We still see lots of attempts at such ‘tweaking’, of course. The most popular seems to be about trying to tweak individual parts of the existing money-system – which by now everyone knows isn’t going to work. Perhaps the next most popular type of tweak is the search for ‘alternative currencies‘. Yet all of those ideas fail at the first hurdle, because the real source of the problem goes much deeper than that. Trying to build yet another structure on top of something that already doesn’t work is kinda futile, really…

The real problem is about possession. But it isn’t about who has the money, or who possesses the property: those kinds of problems are ‘fixable’ by ordinary political means. No: the real problem is the entire concept of possession itself. And that’s a lot deeper than just politics: that one really is fundamental.

And the problem is that possession doesn’t work. It never has. That’s the whole point. The notion that “possession makes the world go round” is a total delusion: most times, possession is what makes it go stop. Which, ultimately, is why it guarantees a world that doesn’t work. (Like now. Only worse.)

‘Possession’ is a screaming toddler’s refusal to share – a refusal to accept that the complexities and responsibilities that make a social world viable are always mutual, and must necessarily apply to everyone.

To be blunt, the myth of ‘possession’ arose when some foolish parent failed to pacify and placate a selfish, self-centred, screaming child. Kind of embarrassing to realise that so much of our vaunted ‘world-economy’ has its roots in the nursery, in the possessive temper-tantrum of a child lost in the ‘terrible twos’. Most children do grow out of it, eventually; but some don’t grow out of it at all – and that’s where the problems start…

Unfortunately, too many two-year-olds learnt that screaming and stealing and hitting people and holding onto things that they don’t need will seem to give them ‘control’ over others. The screamers do indeed ‘get results’, for themselves, for a while – but only by making it harder and harder for everyone else to sort out the resultant mess.

More unfortunately, it’s very addictive: it gives apparently-good results in the short-term, but at the cost of screwing things up in the longer-term.
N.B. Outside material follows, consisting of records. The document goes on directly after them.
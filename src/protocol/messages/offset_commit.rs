use std::io::{Read, Write};

use super::{
    read_versioned_array, write_versioned_array, ReadVersionedError, ReadVersionedType,
    RequestBody, WriteVersionedError, WriteVersionedType,
};
use crate::protocol::{
    api_key::ApiKey,
    api_version::{ApiVersion, ApiVersionRange},
    error::Error as ApiError,
    primitives::{Int16, Int32, Int64, NullableString, String_},
    traits::{ReadType, WriteType},
};

#[derive(Debug, PartialEq, Eq, Clone)]
pub struct OffsetCommitRequest {
    /// The group the offsets belong to.
    pub group_id: String_,

    /// The generation of the group.
    ///
    /// Added in version 1. `-1` when committing outside a generation.
    pub generation_id: Option<Int32>,

    /// The member committing.
    ///
    /// Added in version 1.
    pub member_id: Option<String_>,

    /// How long the broker keeps the committed offsets, in milliseconds.
    ///
    /// Added in version 2. `-1` selects the broker default.
    pub retention_time_ms: Option<Int64>,

    /// Offsets per topic.
    pub topics: Vec<OffsetCommitRequestTopic>,
}

impl RequestBody for OffsetCommitRequest {
    type ResponseBody = OffsetCommitResponse;

    const API_KEY: ApiKey = ApiKey::OffsetCommit;

    const API_VERSION_RANGE: ApiVersionRange =
        ApiVersionRange::new(ApiVersion(Int16(0)), ApiVersion(Int16(2)));
}

impl<W> WriteVersionedType<W> for OffsetCommitRequest
where
    W: Write,
{
    fn write_versioned(
        &self,
        writer: &mut W,
        version: ApiVersion,
    ) -> Result<(), WriteVersionedError> {
        let v = version.0 .0;
        assert!(v <= 2);

        if v < 1 && (self.generation_id.is_some() || self.member_id.is_some()) {
            return Err(WriteVersionedError::FieldNotAvailable {
                field: "generation_id/member_id".to_string(),
                version,
            });
        }
        if v < 2 && self.retention_time_ms.is_some() {
            return Err(WriteVersionedError::FieldNotAvailable {
                field: "retention_time_ms".to_string(),
                version,
            });
        }

        self.group_id.write(writer)?;
        if v >= 1 {
            self.generation_id.unwrap_or(Int32(-1)).write(writer)?;
            self.member_id.clone().unwrap_or_default().write(writer)?;
        }
        if v >= 2 {
            self.retention_time_ms.unwrap_or(Int64(-1)).write(writer)?;
        }
        write_versioned_array(writer, version, Some(&self.topics))
    }
}

impl<R> ReadVersionedType<R> for OffsetCommitRequest
where
    R: Read,
{
    fn read_versioned(reader: &mut R, version: ApiVersion) -> Result<Self, ReadVersionedError> {
        let v = version.0 .0;
        assert!(v <= 2);

        Ok(Self {
            group_id: String_::read(reader)?,
            generation_id: (v >= 1).then(|| Int32::read(reader)).transpose()?,
            member_id: (v >= 1).then(|| String_::read(reader)).transpose()?,
            retention_time_ms: (v >= 2).then(|| Int64::read(reader)).transpose()?,
            topics: read_versioned_array(reader, version)?.unwrap_or_default(),
        })
    }
}

#[derive(Debug, PartialEq, Eq, Clone)]
pub struct OffsetCommitRequestTopic {
    /// The topic name.
    pub name: String_,

    /// Offsets per partition.
    pub partitions: Vec<OffsetCommitRequestPartition>,
}

impl<W> WriteVersionedType<W> for OffsetCommitRequestTopic
where
    W: Write,
{
    fn write_versioned(
        &self,
        writer: &mut W,
        version: ApiVersion,
    ) -> Result<(), WriteVersionedError> {
        self.name.write(writer)?;
        write_versioned_array(writer, version, Some(&self.partitions))
    }
}

impl<R> ReadVersionedType<R> for OffsetCommitRequestTopic
where
    R: Read,
{
    fn read_versioned(reader: &mut R, version: ApiVersion) -> Result<Self, ReadVersionedError> {
        Ok(Self {
            name: String_::read(reader)?,
            partitions: read_versioned_array(reader, version)?.unwrap_or_default(),
        })
    }
}

#[derive(Debug, PartialEq, Eq, Clone)]
pub struct OffsetCommitRequestPartition {
    /// The partition index.
    pub partition_index: Int32,

    /// The offset to commit (the next offset the group will fetch).
    pub committed_offset: Int64,

    /// Commit timestamp.
    ///
    /// Only present in version 1. `-1` lets the broker stamp it.
    pub timestamp: Option<Int64>,

    /// Free-form metadata stored with the offset.
    pub metadata: NullableString,
}

impl<W> WriteVersionedType<W> for OffsetCommitRequestPartition
where
    W: Write,
{
    fn write_versioned(
        &self,
        writer: &mut W,
        version: ApiVersion,
    ) -> Result<(), WriteVersionedError> {
        let v = version.0 .0;

        if v != 1 && self.timestamp.is_some() {
            return Err(WriteVersionedError::FieldNotAvailable {
                field: "timestamp".to_string(),
                version,
            });
        }

        self.partition_index.write(writer)?;
        self.committed_offset.write(writer)?;
        if v == 1 {
            self.timestamp.unwrap_or(Int64(-1)).write(writer)?;
        }
        self.metadata.write(writer)?;
        Ok(())
    }
}

impl<R> ReadVersionedType<R> for OffsetCommitRequestPartition
where
    R: Read,
{
    fn read_versioned(reader: &mut R, version: ApiVersion) -> Result<Self, ReadVersionedError> {
        let v = version.0 .0;

        Ok(Self {
            partition_index: Int32::read(reader)?,
            committed_offset: Int64::read(reader)?,
            timestamp: (v == 1).then(|| Int64::read(reader)).transpose()?,
            metadata: NullableString::read(reader)?,
        })
    }
}

#[derive(Debug, PartialEq, Eq, Clone)]
pub struct OffsetCommitResponse {
    /// Results per topic.
    pub topics: Vec<OffsetCommitResponseTopic>,
}

impl<R> ReadVersionedType<R> for OffsetCommitResponse
where
    R: Read,
{
    fn read_versioned(reader: &mut R, version: ApiVersion) -> Result<Self, ReadVersionedError> {
        assert!(version.0 .0 <= 2);

        Ok(Self {
            topics: read_versioned_array(reader, version)?.unwrap_or_default(),
        })
    }
}

impl<W> WriteVersionedType<W> for OffsetCommitResponse
where
    W: Write,
{
    fn write_versioned(
        &self,
        writer: &mut W,
        version: ApiVersion,
    ) -> Result<(), WriteVersionedError> {
        assert!(version.0 .0 <= 2);
        write_versioned_array(writer, version, Some(&self.topics))
    }
}

#[derive(Debug, PartialEq, Eq, Clone)]
pub struct OffsetCommitResponseTopic {
    /// The topic name.
    pub name: String_,

    /// Results per partition.
    pub partitions: Vec<OffsetCommitResponsePartition>,
}

impl<R> ReadVersionedType<R> for OffsetCommitResponseTopic
where
    R: Read,
{
    fn read_versioned(reader: &mut R, version: ApiVersion) -> Result<Self, ReadVersionedError> {
        Ok(Self {
            name: String_::read(reader)?,
            partitions: read_versioned_array(reader, version)?.unwrap_or_default(),
        })
    }
}

impl<W> WriteVersionedType<W> for OffsetCommitResponseTopic
where
    W: Write,
{
    fn write_versioned(
        &self,
        writer: &mut W,
        version: ApiVersion,
    ) -> Result<(), WriteVersionedError> {
        self.name.write(writer)?;
        write_versioned_array(writer, version, Some(&self.partitions))
    }
}

#[derive(Debug, PartialEq, Eq, Clone)]
pub struct OffsetCommitResponsePartition {
    /// The partition index.
    pub partition_index: Int32,

    /// The commit error, if any.
    pub error: Option<ApiError>,
}

impl<R> ReadVersionedType<R> for OffsetCommitResponsePartition
where
    R: Read,
{
    fn read_versioned(reader: &mut R, _version: ApiVersion) -> Result<Self, ReadVersionedError> {
        Ok(Self {
            partition_index: Int32::read(reader)?,
            error: ApiError::new(Int16::read(reader)?.0),
        })
    }
}

impl<W> WriteVersionedType<W> for OffsetCommitResponsePartition
where
    W: Write,
{
    fn write_versioned(
        &self,
        writer: &mut W,
        _version: ApiVersion,
    ) -> Result<(), WriteVersionedError> {
        self.partition_index.write(writer)?;
        Int16(self.error.map(|e| e.code()).unwrap_or_default()).write(writer)?;
        Ok(())
    }
}

#[cfg(test)]
mod tests {
    use super::*;

    use assert_matches::assert_matches;

    use crate::protocol::messages::test_versioned_roundtrip;

    fn partition(v: i16) -> OffsetCommitRequestPartition {
        OffsetCommitRequestPartition {
            partition_index: Int32(0),
            committed_offset: Int64(101),
            timestamp: (v == 1).then_some(Int64(-1)),
            metadata: NullableString(Some("committed by host:1".to_owned())),
        }
    }

    #[test]
    fn test_request_roundtrip_all_versions() {
        for v in 0..=2i16 {
            test_versioned_roundtrip(
                OffsetCommitRequest {
                    group_id: String_("workers".to_owned()),
                    generation_id: (v >= 1).then_some(Int32(7)),
                    member_id: (v >= 1).then_some(String_("member-a".to_owned())),
                    retention_time_ms: (v >= 2).then_some(Int64(-1)),
                    topics: vec![OffsetCommitRequestTopic {
                        name: String_("colors".to_owned()),
                        partitions: vec![partition(v)],
                    }],
                },
                ApiVersion(Int16(v)),
            );
        }
    }

    #[test]
    fn test_generation_not_available_in_v0() {
        let request = OffsetCommitRequest {
            group_id: String_("workers".to_owned()),
            generation_id: Some(Int32(7)),
            member_id: Some(String_("member-a".to_owned())),
            retention_time_ms: None,
            topics: vec![],
        };

        let mut buf = vec![];
        let err = request
            .write_versioned(&mut buf, ApiVersion(Int16(0)))
            .unwrap_err();
        assert_matches!(err, WriteVersionedError::FieldNotAvailable { .. });
    }

    #[test]
    fn test_response_roundtrip() {
        test_versioned_roundtrip(
            OffsetCommitResponse {
                topics: vec![OffsetCommitResponseTopic {
                    name: String_("colors".to_owned()),
                    partitions: vec![
                        OffsetCommitResponsePartition {
                            partition_index: Int32(0),
                            error: None,
                        },
                        OffsetCommitResponsePartition {
                            partition_index: Int32(1),
                            error: Some(ApiError::OffsetMetadataTooLarge),
                        },
                    ],
                }],
            },
            ApiVersion(Int16(2)),
        );
    }
}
Even more unfortunately, it’s also very infective: when stealing ‘wins’, who wants to be the ‘loser’? Which is why, some 5000 years or so after this mistake first became established – apparently starting within a small sub-clan somewhere in what later became called Mesopotamia – we now have an entire global structure that actively rewards even the most obsessive self-centredness, and actively punishes almost any form of responsibility. Which is why we now have a global economy and a global environment right on the brink of total collapse. Oops…

So, what do we about it?

Let’s start right from the beginning:

The core foundation of all economics and social structures is a ‘value-network’ of interlocking mutual responsibilities.
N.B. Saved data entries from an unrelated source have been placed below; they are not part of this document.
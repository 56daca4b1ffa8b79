//! The binary wire protocol: primitive encodings, per-API message schemas,
//! framing, and the message-set format with its compression envelopes.

pub mod api_key;
pub mod api_version;
pub mod error;
pub mod frame;
pub mod messages;
pub mod primitives;
pub mod record;
#[cfg(test)]
mod test_utils;
pub mod traits;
That part of ‘the economy’ does still work. And we know it works, because we can see it do so in many different contexts and at many different scales, from high-functioning households to the internals of high-functioning businesses, and in most of the now-few ‘traditional’ societies that have so far managed to withstand the ravages of ‘development’.

A possession-based economy is, in effect, a dysfunctional overlay on top of a responsibility-based economy. To be blunt, a selfish-child’s version of an economy, in which everything is deemed to be centred solely around themselves. (Technically, it’s a ‘subject-based’ model: all others are deemed to be subjects of self.)

The fundamental basis of a possession-economy is that it ignores or rejects outright many of the mutual-responsibilities that make an economy viable and sustainable over the longer-term. In effect, it ‘sweeps the mess under the carpet’, and attempts to conceal the mess via a myth of ‘infinite growth’. Yet those responsibilities don’t simply disappear because we ignore them: they’re still there, still gathering metaphoric interest (to use the monetary term). So when the myth of ‘infinite growth’ hits up against the real-world’s finite limits – which is what’s happening now – the whole thing is going to come apart at the seams. At that point, the only viable option is to reinstate what does actually work: a responsibility-based economics.

Which means that we’ll have to dismantle the entire superstructure of possession, and everything built on top of that as well; and then rebuild a new set of structures pretty much from scratch, starting from right down at the root-level, and then building upward again from there. Which is definitely a non-trivial challenge: but we really do not have any choice about that. (If we want to survive, that is…)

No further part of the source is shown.